El reloj marcaba las 8 de la mañana, se levantó, se bañó, hidrató muy bien su piel, se vistió de blanco, azul y rojo, y salió a la conquista de la victoria en este día decisivo. Se subió en el auto rojo con dos amigos, tendrían alrededor de 2 horas y media de viaje, iban con la esperanza a pleno, seguros de que podrían alcanzar esos 3 puntos que necesitaban para clasificar a octogonales.
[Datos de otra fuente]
use rand::rngs::SmallRng;
use rand::{Rng, SeedableRng};

use super::uniforms::{SsaoKernelUniform, SSAO_KERNEL_SIZE};
use crate::error::RenderError;
use crate::renderer::device::{FullscreenDraw, Program, RenderDevice, TextureDesc, TextureId, UniformSlot};
use crate::renderer::passes::GBuffer;
use crate::renderer::target::{
    allocate_or_log, release, resize_or_log, RenderTarget, RenderTargetDesc, TargetSize, HALF,
};

pub const NOISE_TEXTURE_SIZE: u32 = 4;
pub const AO_FORMAT: wgpu::TextureFormat = wgpu::TextureFormat::R8Unorm;
const KERNEL_SEED: u64 = 0x55A0_2024;

/// Hemisphere samples in tangent space (+Z up), pulled towards the origin so
/// occluders close to the fragment weigh more.
pub fn generate_kernel(rng: &mut impl Rng) -> SsaoKernelUniform {
    let mut kernel = SsaoKernelUniform {
        samples: [[0.0; 4]; SSAO_KERNEL_SIZE],
    };
    for (i, sample) in kernel.samples.iter_mut().enumerate() {
        let direction = glam::Vec3::new(
            rng.gen::<f32>() * 2.0 - 1.0,
            rng.gen::<f32>() * 2.0 - 1.0,
            rng.gen::<f32>(),
        )
        .try_normalize()
        .unwrap_or(glam::Vec3::Z);
        let t = i as f32 / SSAO_KERNEL_SIZE as f32;
        let scale = 0.1 + (1.0 - 0.1) * t * t;
        let v = direction * rng.gen::<f32>() * scale;
        *sample = [v.x, v.y, v.z, 0.0];
    }
    kernel
}

/// Random rotations around the surface normal, tiled across the screen.
pub fn generate_noise(rng: &mut impl Rng) -> Vec<[f32; 4]> {
    (0..NOISE_TEXTURE_SIZE * NOISE_TEXTURE_SIZE)
        .map(|_| [rng.gen::<f32>() * 2.0 - 1.0, rng.gen::<f32>() * 2.0 - 1.0, 0.0, 0.0])
        .collect()
}

/// Half resolution raw occlusion followed by one blur.
pub struct SsaoPass {
    kernel: SsaoKernelUniform,
    noise: Option<TextureId>,
    raw: Option<RenderTarget>,
    blurred: Option<RenderTarget>,
}

impl SsaoPass {
    pub fn new(device: &mut dyn RenderDevice, window: wgpu::Extent3d) -> Self {
        let mut rng = SmallRng::seed_from_u64(KERNEL_SEED);
        let kernel = generate_kernel(&mut rng);
        let noise = match Self::create_noise_texture(device, &generate_noise(&mut rng)) {
            Ok(texture) => Some(texture),
            Err(err) => {
                log::error!("Failed to create SSAO noise texture: {}", err);
                None
            }
        };

        let size = TargetSize::WindowScaled(HALF);
        Self {
            kernel,
            noise,
            raw: allocate_or_log(device, RenderTargetDesc::color("SsaoRaw", size, AO_FORMAT), window),
            blurred: allocate_or_log(device, RenderTargetDesc::color("SsaoBlur", size, AO_FORMAT), window),
        }
    }

    fn create_noise_texture(device: &mut dyn RenderDevice, data: &[[f32; 4]]) -> Result<TextureId, RenderError> {
        let desc = TextureDesc::new(
            "SsaoNoiseTexture",
            NOISE_TEXTURE_SIZE,
            NOISE_TEXTURE_SIZE,
            wgpu::TextureFormat::Rgba32Float,
        )
        .with_usage(wgpu::TextureUsages::TEXTURE_BINDING | wgpu::TextureUsages::COPY_DST);
        let texture = device.create_texture(&desc)?;
        if let Err(err) = device.write_texture(texture, 0, bytemuck::cast_slice(data)) {
            device.destroy_texture(texture);
            return Err(err);
        }
        Ok(texture)
    }

    pub fn kernel(&self) -> &SsaoKernelUniform {
        &self.kernel
    }

    /// Resolution of the AO target, once allocated.
    pub fn extent(&self) -> Option<(u32, u32)> {
        let raw = self.raw.as_ref()?;
        self.blurred.as_ref()?;
        self.noise?;
        Some(raw.size())
    }

    /// Expects the post-process uniform block to be current.
    pub fn render(&mut self, device: &mut dyn RenderDevice, gbuffer: &GBuffer) -> Result<TextureId, RenderError> {
        let (Some(raw), Some(blurred), Some(noise)) = (
            self.raw.as_ref().and_then(RenderTarget::bind),
            self.blurred.as_ref().and_then(RenderTarget::bind),
            self.noise,
        ) else {
            return Err(RenderError::ZeroSizedTexture {
                label: "SsaoRaw".to_string(),
            });
        };

        device.write_uniforms(UniformSlot::SsaoKernel, bytemuck::bytes_of(&self.kernel));
        device.draw_fullscreen(&FullscreenDraw::new(
            "SsaoPass",
            Program::SsaoRaw,
            &[gbuffer.depth, gbuffer.normal, noise],
            raw,
        ))?;
        device.draw_fullscreen(&FullscreenDraw::new("SsaoBlurPass", Program::SsaoBlur, &[raw], blurred))?;
        Ok(blurred)
    }

    pub fn resize(&mut self, device: &mut dyn RenderDevice, window: wgpu::Extent3d) {
        resize_or_log(&mut self.raw, device, window);
        resize_or_log(&mut self.blurred, device, window);
    }

    pub fn release(&mut self, device: &mut dyn RenderDevice) {
        release(&mut self.raw, device);
        release(&mut self.blurred, device);
        if let Some(noise) = self.noise.take() {
            device.destroy_texture(noise);
        }
    }
}

#[cfg(test)]
mod tests {
    use super::*;

    #[test]
    fn kernel_lies_in_the_upper_unit_hemisphere() {
        let kernel = generate_kernel(&mut SmallRng::seed_from_u64(7));
        for sample in &kernel.samples {
            let v = glam::Vec3::new(sample[0], sample[1], sample[2]);
            assert!(v.z >= 0.0);
            assert!(v.length() <= 1.0 + 1e-5);
        }
    }

    #[test]
    fn kernel_scale_grows_towards_the_last_samples() {
        let kernel = generate_kernel(&mut SmallRng::seed_from_u64(7));
        // Sample i is bounded by lerp(0.1, 1, (i / n)^2).
        for (i, sample) in kernel.samples.iter().enumerate() {
            let t = i as f32 / SSAO_KERNEL_SIZE as f32;
            let bound = 0.1 + 0.9 * t * t;
            let length = glam::Vec3::new(sample[0], sample[1], sample[2]).length();
            assert!(length <= bound + 1e-5, "sample {i} length {length} > {bound}");
        }
    }

    #[test]
    fn same_seed_gives_the_same_kernel() {
        let a = generate_kernel(&mut SmallRng::seed_from_u64(42));
        let b = generate_kernel(&mut SmallRng::seed_from_u64(42));
        assert_eq!(a.samples, b.samples);
    }

    #[test]
    fn noise_vectors_lie_in_the_tangent_plane() {
        let noise = generate_noise(&mut SmallRng::seed_from_u64(3));
        assert_eq!(noise.len(), 16);
        assert!(noise.iter().all(|n| n[2] == 0.0 && n[0].abs() <= 1.0 && n[1].abs() <= 1.0));
    }
}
Al llegar se reunió con el equipo, todos estaban a la expectativa de lo que sucedería en ese enfrentamiento, estaban por primera vez tan cerca de llegar a donde nunca antes habían podido llegar y esta vez dependia de ellos.
Violeta tenía toda la esperanza de que lo lograrían, si dije Violeta, no estaba hablando de un chico, sino de una chica. Las chicas por lo general juegan con muñecas, ven películas tiernas, y sueñan a ser las princesas del cuento de hadas. Violeta no era así, desde bien pequeña le encantaba jugar con autitos, con pistas, con trenes, aviones... cosas que no eran tan comunes para una niña.
Toda esa pasión que al parecer le inyectaron a ella desde el mismo cielo antes de nacer, se acrecentó aún más no sólo por su mamá junto a quien veía partidos de fútbol, sino por quienes la rodeaban, sus amigos. Sin duda alguna, fueron sus amigos los que le enseñaron a amar algo que pocas niñas podían amar, fue de ellos de quienes aprendió a disfrutar horas de preparación de cantos, cortar papelitos y hasta aguantar frío, mucho frío. Junto a ellos sábado tras sábado, aprendió a vivir como uno más cada partido, y hasta los entrenos a los que iba siempre que podía cada martes o jueves a las 4 de la tarde. Estuvo incluso en una ocasión sentada en el banco con ellos, y aunque a muchos les parezca imposible, toda su mente giraba en torno al partido. Jamás miró como hombres a su equipo, es la hora que no sabe si tienen buenas piernas, espaldas contorneadas y abdominales marcadas, si acaso recuerda ciertas características de las caras de algunos de ellos, pero lo que no olvida es el número que llevaban en la espalda, los coros que junto con sus amigos cantaban y cada aventura que vivieron juntos.
Llegó la tan anhelada hora, las 6 de la tarde, el árbitro pita, y empiezan unos 105 minutos de angustia revueltos con alegría. Pero al final, se perdió, y no sólo se perdió un partido, sino también la posibilidad de clasificar, en los ojos de Violeta corrieron lágrimas y no por una novela o por un chico que no le pusiera atención, como era de esperarse en una chica, sino porque le dolía que el tan anhelado sueño de sus amigos se les estuviera esfumando de las manos. Con prontitud se recuperó, o por lo menos eso trató de demostrarles a ellos, para hacer más fácil el momento y poder, como siempre ha tratado ella, sonreír aunque no hayan razones. Alianza Llanos ganó el partido, pero incumplió la norma del sub-17, y al final, las lágrimas de llanto se convirtieron en alegría pues al equipo de Violeta le dieron los puntos de este encuentro.